*** Records provided
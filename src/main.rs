//! Transfer Engine - Entry Point

use clap::Parser;
use std::convert::Infallible;
use std::io::Write;
use std::path::PathBuf;
use tracing::info;
use transfer_engine::engine::{Transfer, TransferOptions};
use transfer_engine::model::{AppError, ItemKey, KeySet};
use transfer_engine::source::ScriptSource;

/// Transfer Engine - replay dual-list transfer interactions
#[derive(Parser, Debug)]
#[command(name = "transfer-engine")]
#[command(version)]
#[command(about = "Replay a script of transfer intents against an item catalogue and print the result as JSON")]
pub struct Args {
    /// Path to the JSON item catalogue
    pub items: PathBuf,

    /// Path to a JSON intent script ("-" reads stdin)
    #[arg(short, long)]
    pub script: Option<PathBuf>,

    /// Path to configuration file
    #[arg(long)]
    pub config: Option<PathBuf>,

    /// Paginate both lists with this page size (must be positive)
    #[arg(long, value_parser = clap::value_parser!(u32).range(1..))]
    pub page_size: Option<u32>,

    /// Show every item on one page
    #[arg(long)]
    pub no_pagination: bool,

    /// Key initially in the target list (repeatable)
    #[arg(long = "default-target", value_parser = parse_key)]
    pub default_target: Vec<ItemKey>,

    /// Key initially selected (repeatable)
    #[arg(long = "default-selected", value_parser = parse_key)]
    pub default_selected: Vec<ItemKey>,

    /// Treat target keys as host-controlled: moves are only reported, and
    /// `syncTargetKeys` intents apply the host's value
    #[arg(long)]
    pub controlled_target: bool,

    /// Treat selected keys as host-controlled (see --controlled-target)
    #[arg(long)]
    pub controlled_selected: bool,

    /// Display-only target list: no selecting there, no moving back
    #[arg(long)]
    pub one_way: bool,
}

/// Integers become numeric keys, anything else a string key.
fn parse_key(raw: &str) -> Result<ItemKey, Infallible> {
    Ok(raw
        .parse::<i64>()
        .map_or_else(|_| ItemKey::from(raw), ItemKey::from))
}

fn main() -> Result<(), AppError> {
    let args = Args::parse();

    // Defaults → Config File → Env Vars → CLI Args
    let config = {
        let config_file = transfer_engine::config::load_config_with_precedence(args.config.clone())?;
        let merged = transfer_engine::config::merge_config(config_file);
        let with_env = transfer_engine::config::apply_env_overrides(merged);
        transfer_engine::config::apply_cli_overrides(
            with_env,
            args.page_size.map(|n| n as usize),
            args.no_pagination,
        )
    };

    transfer_engine::logging::init(&config.log_file_path)?;

    info!(config = ?config, "Configuration loaded and resolved");

    let store = transfer_engine::source::read_catalogue(&args.items)?;
    let intents = ScriptSource::from_arg(args.script.clone()).load()?;

    let default_target_keys = KeySet::from(args.default_target.clone());
    let default_selected_keys = KeySet::from(args.default_selected.clone());
    let options = TransferOptions {
        target_keys: args.controlled_target.then(|| default_target_keys.clone()),
        selected_keys: args.controlled_selected.then(|| default_selected_keys.clone()),
        default_target_keys,
        default_selected_keys,
        one_way: args.one_way,
        ..config.transfer_options()
    };
    let mut transfer = Transfer::new(options, Vec::new());

    let report = transfer_engine::integration::replay(&mut transfer, &store, intents);
    info!(events = report.events.len(), "replay complete");

    let mut stdout = std::io::stdout().lock();
    serde_json::to_writer_pretty(&mut stdout, &report)
        .map_err(|e| AppError::Output(e.into()))?;
    writeln!(stdout).map_err(AppError::Output)?;

    Ok(())
}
******
» **What you are asked to do**
After reading through the records, retype all of them exactly.

» **Task result**
filename src/main.rs
//! Transfer Engine - Entry Point

use clap::Parser;
use std::convert::Infallible;
use std::io::Write;
use std::path::PathBuf;
use tracing::info;
use transfer_engine::engine::{Transfer, TransferOptions};
use transfer_engine::model::{AppError, ItemKey, KeySet};
use transfer_engine::source::ScriptSource;

/// Transfer Engine - replay dual-list transfer interactions
#[derive(Parser, Debug)]
#[command(name = "transfer-engine")]
#[command(version)]
#[command(about = "Replay a script of transfer intents against an item catalogue and print the result as JSON")]
pub struct Args {
    /// Path to the JSON item catalogue
    pub items: PathBuf,

    /// Path to a JSON intent script ("-" reads stdin)
    #[arg(short, long)]
    pub script: Option<PathBuf>,

    /// Path to configuration file
    #[arg(long)]
    pub config: Option<PathBuf>,

    /// Paginate both lists with this page size (must be positive)
    #[arg(long, value_parser = clap::value_parser!(u32).range(1..))]
    pub page_size: Option<u32>,

    /// Show every item on one page
    #[arg(long)]
    pub no_pagination: bool,

    /// Key initially in the target list (repeatable)
    #[arg(long = "default-target", value_parser = parse_key)]
    pub default_target: Vec<ItemKey>,

    /// Key initially selected (repeatable)
    #[arg(long = "default-selected", value_parser = parse_key)]
    pub default_selected: Vec<ItemKey>,

    /// Treat target keys as host-controlled: moves are only reported, and
    /// `syncTargetKeys` intents apply the host's value
    #[arg(long)]
    pub controlled_target: bool,

    /// Treat selected keys as host-controlled (see --controlled-target)
    #[arg(long)]
    pub controlled_selected: bool,

    /// Display-only target list: no selecting there, no moving back
    #[arg(long)]
    pub one_way: bool,
}

/// Integers become numeric keys, anything else a string key.
fn parse_key(raw: &str) -> Result<ItemKey, Infallible> {
    Ok(raw
        .parse::<i64>()
        .map_or_else(|_| ItemKey::from(raw), ItemKey::from))
}

fn main() -> Result<(), AppError> {
    let args = Args::parse();

    // Defaults → Config File → Env Vars → CLI Args
    let config = {
        let config_file = transfer_engine::config::load_config_with_precedence(args.config.clone())?;
        let merged = transfer_engine::config::merge_config(config_file);
        let with_env = transfer_engine::config::apply_env_overrides(merged);
        transfer_engine::config::apply_cli_overrides(
            with_env,
            args.page_size.map(|n| n as usize),
            args.no_pagination,
        )
    };

    transfer_engine::logging::init(&config.log_file_path)?;

    info!(config = ?config, "Configuration loaded and resolved");

    let store = transfer_engine::source::read_catalogue(&args.items)?;
    let intents = ScriptSource::from_arg(args.script.clone()).load()?;

    let default_target_keys = KeySet::from(args.default_target.clone());
    let default_selected_keys = KeySet::from(args.default_selected.clone());
    let options = TransferOptions {
        target_keys: args.controlled_target.then(|| default_target_keys.clone()),
        selected_keys: args.controlled_selected.then(|| default_selected_keys.clone()),
        default_target_keys,
        default_selected_keys,
        one_way: args.one_way,
        ..config.transfer_options()
    };
    let mut transfer = Transfer::new(options, Vec::new());

    let report = transfer_engine::integration::replay(&mut transfer, &store, intents);
    info!(events = report.events.len(), "replay complete");

    let mut stdout = std::io::stdout().lock();
    serde_json::to_writer_pretty(&mut stdout, &report)
        .map_err(|e| AppError::Output(e.into()))?;
    writeln!(stdout).map_err(AppError::Output)?;

    Ok(())
}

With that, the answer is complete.